Wer hätte das gedacht – die Oma läuft und läuft. 900 Kilometer hat sie jüngst erst wieder zurückgelegt. Bergfest ist sie. Und einfach hübsch anzusehen, obwohl oder gerade, weil sie 64 Lenze zählt. Nein, die Rede ist nicht von einer alten Dame, die Oma ist ein so liebevoll genanntes, historisches Feuerwehrauto, Baujahr 1955, das die Feuerwehr-Oldtimerfreunde Mägerkingen von der Eninger Einsatztruppe übernommen und so quasi vor dem völligen Aus bewahrt haben. Die Oma ist in Topform. Und nicht nur das: Bereits zum fünften Mal sind zehn Männer aus Mägerkingen mit ihr und einem anderen automobilen Schätzchen nach Österreich zum Großglockner gefahren. Dort findet in Bruck alle zwei Jahre die Feuerwehr-Oldtimer-Weltmeisterschaft statt.
Nicht nur für die Oma war die Tour eine Herausforderung, sondern auch für die zehn Männer. Keine Klimaanlage, kein moderner Komfort, kein Bremskraftverstärker. »Es fährt sich archaisch«, sagt Gerhard Haas über das Schmuckstück, das die Oldtimerfreunde in vielen Stunden wieder in Schuss gebracht haben. Heute ist es technisch in so gutem Zustand, dass es sogar einsatzbereit wäre – außer dass Blaulicht und Martinshorn stillgelegt sind.

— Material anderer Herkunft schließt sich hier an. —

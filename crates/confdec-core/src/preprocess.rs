// Dweve Confdec - Line-Oriented Configuration Decoder
//
// Copyright (c) 2025 Dweve IP B.V. and individual contributors.
//
// SPDX-License-Identifier: Apache-2.0
//
// Licensed under the Apache License, Version 2.0 (the "License");
// you may not use this file except in compliance with the License.
// You may obtain a copy of the License in the LICENSE file at the
// root of this repository or at: http://www.apache.org/licenses/LICENSE-2.0
//
// Unless required by applicable law or agreed to in writing, software
// distributed under the License is distributed on an "AS IS" BASIS,
// WITHOUT WARRANTIES OR CONDITIONS OF ANY KIND, either express or implied.
// See the License for the specific language governing permissions and
// limitations under the License.

//! Input preprocessing: BOM skipping and line splitting.

/// Preprocessed input ready for parsing.
/// Stores the text once and the byte range of every line.
#[derive(Debug)]
pub struct PreprocessedInput<'a> {
    text: &'a str,
    /// Line boundaries: (line_number, start_offset, end_offset)
    line_offsets: Vec<(usize, usize, usize)>,
}

impl<'a> PreprocessedInput<'a> {
    /// Get lines as (line_num, &str) iterator - zero allocation
    #[inline]
    pub fn lines(&self) -> impl Iterator<Item = (usize, &'a str)> + '_ {
        let text = self.text;
        self.line_offsets
            .iter()
            .map(move |&(num, start, end)| (num, &text[start..end]))
    }

    /// Number of physical lines, including blank ones.
    pub fn line_count(&self) -> usize {
        self.line_offsets.len()
    }
}

/// Split raw text into numbered lines.
///
/// This handles:
/// - BOM skipping
/// - CRLF line endings (the `\r` before `\n` is dropped)
///
/// There is no failure path: every byte sequence yields some set of lines.
pub fn preprocess(input: &str) -> PreprocessedInput<'_> {
    let text = input.strip_prefix('\u{FEFF}').unwrap_or(input);
    let bytes = text.as_bytes();

    let estimated_lines = bytes.iter().filter(|&&b| b == b'\n').count() + 1;
    let mut line_offsets = Vec::with_capacity(estimated_lines);

    let mut start = 0;
    let mut line_num = 1;
    for (i, &b) in bytes.iter().enumerate() {
        if b == b'\n' {
            let end = if i > start && bytes[i - 1] == b'\r' { i - 1 } else { i };
            line_offsets.push((line_num, start, end));
            start = i + 1;
            line_num += 1;
        }
    }

    // Last line (no trailing newline)
    if start < bytes.len() {
        let end = if bytes[bytes.len() - 1] == b'\r' {
            bytes.len() - 1
        } else {
            bytes.len()
        };
        line_offsets.push((line_num, start, end));
    }

    PreprocessedInput { text, line_offsets }
}

/// Check if a line is blank (empty or whitespace only).
pub fn is_blank_line(line: &str) -> bool {
    line.trim().is_empty()
}

/// Check if a line is a comment.
///
/// Only a `#` in the very first column counts; an indented `#` starts an
/// ordinary key.
pub fn is_comment_line(line: &str) -> bool {
    line.starts_with('#')
}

Mit circa 50 Kilometern pro Stunde Durchschnittsgeschwindigkeit haben die Mägerkinger vor zwei Wochen die etwa 400 Kilometer zum höchsten Berg Österreichs und wieder zurück in die Heimat zurückgelegt. An die zehn Stunden haben sie so für eine Strecke gebraucht. Hupkonzerte und Schimpftiraden genervter Autofahrer gab es nicht. Im Gegenteil: Überall wurden die Schwaben freundlich begrüßt. An einer Tankstelle in München dienten sie einer Gruppe chinesischer Touristen als originelles Fotomotiv. Und wo sie auf Kinder trafen, flogen ihnen sowieso alle Herzen zu.

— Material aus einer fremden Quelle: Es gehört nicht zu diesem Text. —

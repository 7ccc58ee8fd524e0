// Dweve Confdec - Line-Oriented Configuration Decoder
//
// Copyright (c) 2025 Dweve IP B.V. and individual contributors.
//
// SPDX-License-Identifier: Apache-2.0
//
// Licensed under the Apache License, Version 2.0 (the "License");
// you may not use this file except in compliance with the License.
// You may obtain a copy of the License in the LICENSE file at the
// root of this repository or at: http://www.apache.org/licenses/LICENSE-2.0
//
// Unless required by applicable law or agreed to in writing, software
// distributed under the License is distributed on an "AS IS" BASIS,
// WITHOUT WARRANTIES OR CONDITIONS OF ANY KIND, either express or implied.
// See the License for the specific language governing permissions and
// limitations under the License.

//! Decode a configuration file given on the command line.
//!
//! ```text
//! cargo run -p confdec --example quick_start -- app.conf
//! ```
//!
//! Without an argument a built-in sample is decoded instead.

use confdec::{decode_str, parse_file, DecodeOptions, DecodeResultExt, Record};

#[derive(Record, Debug, Default)]
struct Endpoint {
    host: String,
    port: u16,
}

#[derive(Record, Debug, Default)]
struct AppConfig {
    name: String,
    workers: u32,
    #[confdec(rename = "allow")]
    allowed: Vec<String>,
    backoff_ms: Vec<u64>,
    endpoint: Endpoint,
}

const SAMPLE: &str = "\
# sample application
name demo
workers 4
allow [10.0.0.1, 10.0.0.2]
backoff_ms 100,200,400
host localhost
port 8080
";

fn main() -> Result<(), confdec::DecodeError> {
    let mut config = AppConfig::default();

    match std::env::args().nth(1) {
        Some(path) => {
            let model = parse_file(&path)?;
            println!("{} keys in {}", model.len(), path);
            model
                .decode_to(&mut config)
                .with_context(|| format!("while decoding {}", path))?;
        }
        None => decode_str(SAMPLE, &mut config, &DecodeOptions::default())?,
    }

    println!("{:#?}", config);
    Ok(())
}
// Dweve Confdec - Line-Oriented Configuration Decoder
//
// Copyright (c) 2025 Dweve IP B.V. and individual contributors.
//
// SPDX-License-Identifier: Apache-2.0
//
// Licensed under the Apache License, Version 2.0 (the "License");
// you may not use this file except in compliance with the License.
// You may obtain a copy of the License in the LICENSE file at the
// root of this repository or at: http://www.apache.org/licenses/LICENSE-2.0
//
// Unless required by applicable law or agreed to in writing, software
// distributed under the License is distributed on an "AS IS" BASIS,
// WITHOUT WARRANTIES OR CONDITIONS OF ANY KIND, either express or implied.
// See the License for the specific language governing permissions and
// limitations under the License.

//! Line parser for configuration text.
//!
//! # Grammar
//!
//! ```text
//! # full-line comment (only in the first column)
//! key value that runs to the end of the line
//! keyonly
//! ```
//!
//! The key is the first whitespace-delimited token of the trimmed line and
//! the value is everything after it, trimmed. Blank lines are ignored.
//! There is no quoting, escaping or continuation.
//!
//! With the default options parsing never fails; the only error the parser
//! itself can produce is `DuplicateKey` under [`DuplicateKeys::Reject`].
//!
//! [`DuplicateKeys::Reject`]: crate::DuplicateKeys::Reject

use crate::error::DecodeResult;
use crate::limits::read_source;
use crate::model::{ParsedModel, RawValue};
use crate::options::{DecodeOptions, ValueSplit};
use crate::preprocess::{is_blank_line, is_comment_line, preprocess};
use std::path::Path;
use tracing::debug;

/// Parse configuration text with default options.
pub fn parse(input: &str) -> ParsedModel {
    // Overwrite policy cannot fail.
    parse_str(input, &DecodeOptions::default()).unwrap_or_default()
}

/// Parse configuration text with custom options.
pub fn parse_str(input: &str, options: &DecodeOptions) -> DecodeResult<ParsedModel> {
    let preprocessed = preprocess(input);
    let mut model = ParsedModel::new(options.clone());

    for (line_num, line) in preprocessed.lines() {
        if is_comment_line(line) || is_blank_line(line) {
            continue;
        }
        let (key, rest) = split_key(line);
        let value = match options.value_split {
            ValueSplit::Rest => RawValue::Scalar(rest.to_string()),
            ValueSplit::Whitespace => split_whitespace_value(rest),
        };
        model.push(key, rest, value, line_num)?;
    }

    debug!(
        lines = preprocessed.line_count(),
        rows = model.rows().len(),
        keys = model.keys().len(),
        "parsed configuration"
    );
    Ok(model)
}

/// Read and parse a configuration file.
///
/// Only reading can fail under the default options; see [`parse_str`].
pub fn parse_file_with(path: &Path, options: &DecodeOptions) -> DecodeResult<ParsedModel> {
    let text = read_source(path, &options.limits)?;
    debug!(path = %path.display(), bytes = text.len(), "read configuration file");
    parse_str(&text, options)
}

/// Split a non-blank line into key and trimmed rest.
fn split_key(line: &str) -> (&str, &str) {
    let trimmed = line.trim();
    match trimmed.find(char::is_whitespace) {
        Some(pos) => (&trimmed[..pos], trimmed[pos..].trim()),
        None => (trimmed, ""),
    }
}

fn split_whitespace_value(rest: &str) -> RawValue {
    let tokens: Vec<&str> = rest.split_whitespace().collect();
    if tokens.len() > 1 {
        RawValue::List(tokens.into_iter().map(str::to_string).collect())
    } else {
        RawValue::Scalar(rest.to_string())
    }
}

2008 hatten die Mägerkinger Oldtimerfreunde einen Beitrag über die Weltmeisterschaft im Fernsehen gesehen und sofort Feuer gefangen. Der Berg rief, der Plan stand. Sie packten ihre Sachen, machten sich auf den Weg und fuhren gleich einen Erfolg ein: Sie wurden Klassensieger, bei der dritten Teilnahme gab es ebenfalls einen Pokal. In diesem Jahr gingen die Mägerkinger beim Gleichmäßigkeitsfahren zwar leer aus, das Starterfeld war eng beieinander, die Abweichungen lagen nur im Sekundenbereich, aber ihrer noch immer anhaltenden Euphorie tut das keinen Abbruch. Immerhin stellten sie von den an die 70 Teilnehmern das drittälteste Fahrzeug, nur eines aus dem Hegau (Baujahr 1950) und der Lokalmatador von der Feuerwehr Viehofen (Niederösterreich) mit seinem grünen Mercedes, Baujahr 1944, konnten die Älbler toppen. Und überhaupt: Die Oma und das zweite Feuerwehrauto der Mägerkinger schnauften sich bei der zweiten Wertungsfahrt bis zum Fuscher Törl auf 2431 Höhenmetern hinauf – alles ohne nennenswerte Pannen. Ein kleines Leck an der Kraftstoffleitung der Oma konnten die Mägerkinger reparieren, und als sie ins Stottern kam und nicht anspringen wollte, krempelten die Männer die Ärmel hoch und schoben sie an.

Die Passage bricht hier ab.